The AMS that makes sense today handles each incident twice. The first time resolves the user’s case within the service level agreement (SLA). The second asks whether the problem will recur and what prevents it from coming back. The first response is support. The second is continuous consulting. Without that second layer, tickets reproduce endlessly and the company pays twice: for the license and for the symptom.
What profile does this work
This service calls for a profile different from the classic SAP consultant. Someone who understands the process end to end, knows the six options in real depth, can model the economics of each, and answers to no vendor’s sales quota. Someone who can say “this stays in SAP,” “this moves out to a cloud application,” “this gets replaced by an external service,” “this gets orchestrated with agents” — and defend each decision with all three criteria at once.
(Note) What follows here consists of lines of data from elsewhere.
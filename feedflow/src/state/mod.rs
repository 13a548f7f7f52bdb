//! Source state, expiry and deduplication for fetchers.
//!
//! A fetcher decides what is "new" by comparing upstream items against a
//! persisted [`SourceState`]: per-source checkpoints (newest accepted event
//! time) and, for content-matched sources, a TTL-bounded set of signatures.
//! [`PollingFetcher`] packages the whole cycle for connectors that only
//! know how to read one source.

mod expiry;
mod polling;
mod source_state;
mod store;

pub use expiry::{ActionOutcome, ExpireAction, ExpirePolicy};
pub use polling::{NewnessMode, PollingFetcher, RawItem, SourcePoller};
pub use source_state::{content_signature, SourceState};
#[cfg(test)]
pub use store::MockStateStore;
pub use store::{FileStateStore, MemoryStateStore, StateStore, STATE_FILE};

/// Converts to a chrono duration, saturating at its maximum.
fn to_chrono(d: std::time::Duration) -> chrono::Duration {
    chrono::Duration::from_std(d).unwrap_or(chrono::Duration::MAX)
}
That’s business process consulting. It works on the process, not the system. It’s technology-neutral. And it uses AI as part of the method, at every stage, from discovery to cost modeling.
What’s at stake over the next two years
Over the next two years, companies’ technology decisions are going to diverge far more than they did in the past decade. Those who evaluate case by case, with a process mindset and no vendor reflex, will operate with lighter systems that are easier to change and cheaper. Those who keep buying traditional AMS on the assumption that SAP solves everything will keep paying licenses for capabilities they no longer use and accumulating technical debt on processes that should have left the core years ago.
The first step isn’t to contract anything. It’s to take your five most expensive processes to operate and ask, for each one, which of the six options it corresponds to. That single conversation usually reveals where you’re overpaying.